According to Dr. Vincent “anything that makes the [prior authorization claims] process more efficient, less consumptive of doctor’s time, and gets rid of redundancies” would be helpful to stakeholders. Vincent believes that “doctors should not be doing a lot of this paperwork, it should be automatic. A small investment to fix this problem [compared to the dollar value of the new drugs that we put through our cancer centre every month] and have a software program that can facilitate this will have huge returns to the patients, doctors, the pharma industry, and even to private payers.”

This is where the Simplify Prior Authorization (SPA) initiative can help. Connex Health and the Pangea Group were engaged in early 2000 to examine the challenges and opportunities in prior authorization in employee benefits. Following the release of the white paper in fall 2000, the SPA initiative was launched with a mandate to explore opportunities to improve the patient experience based on several objectives:

  1. Advocate for improvements in the prior authorization (PA) claims process to improve the plan member experience and reduce the time and administrative burden when plan members are prescribed a drug which requires PA
  2. Examine the potential role of a resource for PA stakeholders to improve knowledge and understanding of the PA claims process to improve the PA process
  3. Explore the potential to introduce an agnostic electronic prior authorization (ePA) platform for PA stakeholders that would create a more efficient process and ease the administrative burden on PA stakeholders, including payers, without impinging on their proprietary criteria.
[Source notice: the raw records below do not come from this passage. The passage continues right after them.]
use std::io;
use std::path::{Path, PathBuf};
use std::time::{SystemTime, UNIX_EPOCH};
use std::{env, fs, process};

use image::RgbImage;
use time::OffsetDateTime;
use tokio::process::Command;

use crate::errors::CaptureError;
use crate::settings::{Capture, Settings, SourceMode};

// Perceptual luma weights applied to each channel's mean square.
const LUMA_RED: f64 = 0.241;
const LUMA_GREEN: f64 = 0.691;
const LUMA_BLUE: f64 = 0.068;

const MIDDAY_SECS: i64 = 43_200;

/// An illuminance estimator producing values in [0, 100]. The variant is
/// chosen once at startup and never switched during a run.
pub enum IlluminanceSource {
    Capture(CaptureSource),
    Clock(ClockSource),
}

impl IlluminanceSource {
    pub fn from_settings(settings: &Settings) -> Self {
        match settings.sampling.mode {
            SourceMode::Webcam => Self::Capture(CaptureSource::new(settings.capture.clone())),
            SourceMode::Seconds => Self::Clock(ClockSource),
        }
    }

    pub async fn sample(&self) -> Result<i64, CaptureError> {
        match self {
            Self::Capture(source) => source.sample().await,
            Self::Clock(source) => Ok(source.sample()),
        }
    }
}

/// Estimates illuminance from a single still frame grabbed off a capture
/// device by an external tool.
pub struct CaptureSource {
    command: Capture,
}

impl CaptureSource {
    pub fn new(command: Capture) -> Self {
        Self { command }
    }

    async fn sample(&self) -> Result<i64, CaptureError> {
        let frame = FrameArtifact::new();
        // Clear any leftover from a previous crashed run under the same name.
        frame.discard();

        let status = Command::new(&self.command.tool)
            .args(&self.command.flags)
            .arg("-i")
            .arg(&self.command.device)
            .arg("-vframes")
            .arg("1")
            .arg(frame.path())
            .kill_on_drop(true)
            .status()
            .await
            .map_err(|e| match e.kind() {
                io::ErrorKind::NotFound => CaptureError::ToolMissing(self.command.tool.clone()),
                _ => CaptureError::Io(e),
            })?;

        if !status.success() {
            return Err(CaptureError::ToolFailed(status));
        }

        let still = image::open(frame.path())?.to_rgb8();

        Ok(frame_lux(&still))
    }
}

/// Temporary still-image path, removed on drop regardless of outcome.
struct FrameArtifact {
    path: PathBuf,
}

impl FrameArtifact {
    fn new() -> Self {
        let nanos = SystemTime::now()
            .duration_since(UNIX_EPOCH)
            .map(|d| d.subsec_nanos())
            .unwrap_or(0);
        let path = env::temp_dir().join(format!(
            "fake-light-sensor-{}-{nanos}.jpg",
            process::id()
        ));

        Self { path }
    }

    fn path(&self) -> &Path {
        &self.path
    }

    fn discard(&self) {
        let _ = fs::remove_file(&self.path);
    }
}

impl Drop for FrameArtifact {
    fn drop(&mut self) {
        self.discard();
    }
}

/// Weighted RMS brightness of a frame, mapped from 0-255 to [0, 100].
///
/// Each channel is reduced to its root-mean-square over all pixels, then the
/// channels are combined as `sqrt(0.241*R^2 + 0.691*G^2 + 0.068*B^2)`; the
/// squares cancel the root, so the per-channel mean squares are used
/// directly.
fn frame_lux(frame: &RgbImage) -> i64 {
    let pixels = f64::from(frame.width()) * f64::from(frame.height());
    if pixels == 0.0 {
        return 0;
    }

    let mut squares = [0.0f64; 3];
    for pixel in frame.pixels() {
        for (sum, channel) in squares.iter_mut().zip(pixel.0) {
            *sum += f64::from(channel) * f64::from(channel);
        }
    }

    let [red, green, blue] = squares.map(|sum| sum / pixels);
    let weighted = (LUMA_RED * red + LUMA_GREEN * green + LUMA_BLUE * blue).sqrt();

    (100.0 * weighted / 255.0).round() as i64
}

/// Synthetic illuminance from the wall-clock time of day: 0 at midnight,
/// ramping linearly to 100 at midday and back down. Pure, cannot fail.
pub struct ClockSource;

impl ClockSource {
    fn sample(&self) -> i64 {
        let now = OffsetDateTime::now_local().unwrap_or_else(|_| OffsetDateTime::now_utc());
        let seconds = i64::from(now.hour()) * 3600
            + i64::from(now.minute()) * 60
            + i64::from(now.second());

        clock_lux(seconds)
    }
}

fn clock_lux(seconds: i64) -> i64 {
    let ramp = seconds * 100 / MIDDAY_SECS;

    if seconds > MIDDAY_SECS {
        100 - (ramp - 100)
    } else {
        ramp
    }
}
use std::sync::Arc;

use tokio::signal::unix::{SignalKind, signal};
use tokio::time::sleep;

use crate::errors::DaemonError;
use crate::lock::{LifecycleGuard, default_marker_path};
use crate::publisher::SensorPublisher;
use crate::schedule::{SleepPolicy, next_delay};
use crate::settings::Settings;
use crate::source::IlluminanceSource;

pub mod errors;
pub mod lock;
pub mod publisher;
pub mod schedule;
pub mod settings;
pub mod source;

/// Runs the sampling loop until a termination signal arrives or a sampling
/// cycle fails. The lock marker is held for the whole run and released on
/// every exit path through the guard's drop.
pub async fn run(settings: &Arc<Settings>) -> Result<(), DaemonError> {
    let mut guard = LifecycleGuard::acquire(default_marker_path())?;

    let mut sigterm = signal(SignalKind::terminate())?;
    let mut sigint = signal(SignalKind::interrupt())?;

    let source = IlluminanceSource::from_settings(settings);
    let policy = settings.sleep_policy();
    let mut publisher = SensorPublisher::open(&settings.sensor.base_dir)?;

    tracing::info!(
        mode = ?settings.sampling.mode,
        sensor = %settings.sensor.base_dir.display(),
        "fake light sensor started"
    );

    let mut previous: Option<i64> = None;
    let result = loop {
        tokio::select! {
            _ = sigterm.recv() => {
                tracing::info!("received SIGTERM, shutting down");
                break Ok(());
            }
            _ = sigint.recv() => {
                tracing::info!("received SIGINT, shutting down");
                break Ok(());
            }
            outcome = cycle(&source, &policy, &mut publisher, previous) => match outcome {
                Ok(lux) => previous = Some(lux),
                // Sampling failures are fatal, not skipped.
                Err(e) => break Err(e),
            }
        }
    };

    guard.release();

    result
}

/// One `Sampling -> Publishing -> Waiting` pass, returning the lux value so
/// the caller can carry it into the next cycle's change detection.
async fn cycle(
    source: &IlluminanceSource,
    policy: &SleepPolicy,
    publisher: &mut SensorPublisher,
    previous: Option<i64>,
) -> Result<i64, DaemonError> {
    let lux = source.sample().await?;

    if publisher.publish_if_changed(lux, previous)? {
        tracing::info!(lux, "published illuminance");
    } else {
        tracing::debug!(lux, "illuminance unchanged, write skipped");
    }

    let delay = next_delay(policy, lux);
    tracing::debug!(secs = delay.as_secs_f64(), "waiting before next sample");
    sleep(delay).await;

    Ok(lux)
}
The pandemic has highlighted the importance of improving the way care is delivered to maximize limited resources, including screening and treatment. While SPA and an ePA platform will not on their own solve the significant backlog of undiagnosed and under-treated cancer patients created by the pandemic, they are working to deliver solutions that will create administrative efficiencies to free up valuable time for PA stakeholders, reducing the time oncologists, drug access navigators and patient support programs spend on navigating the complex, and largely manual PA process. For practitioners, this means they have more time to be face to face with patients, delivering diagnosis and treatment rather than administrative functions and advocating for treatment.

Introducing a more integrated claims process between stakeholders could make a big difference to patients, but stakeholders are often reluctant to collaborate because of the time and resources it can take to make changes or because of competitive pressures. If the pandemic has proved one thing, it is that we must all work together to deliver better care for patients.

In fall 2021 the SPA initiative is moving forward into its next phase. An ePA pilot will deliver an integrated experience for stakeholders, and a not-for-profit online resource will create a forum to provide additional insights to PA stakeholders on the PA process. All stakeholders are invited to the table.

We can and we must do better. When we do, we all benefit.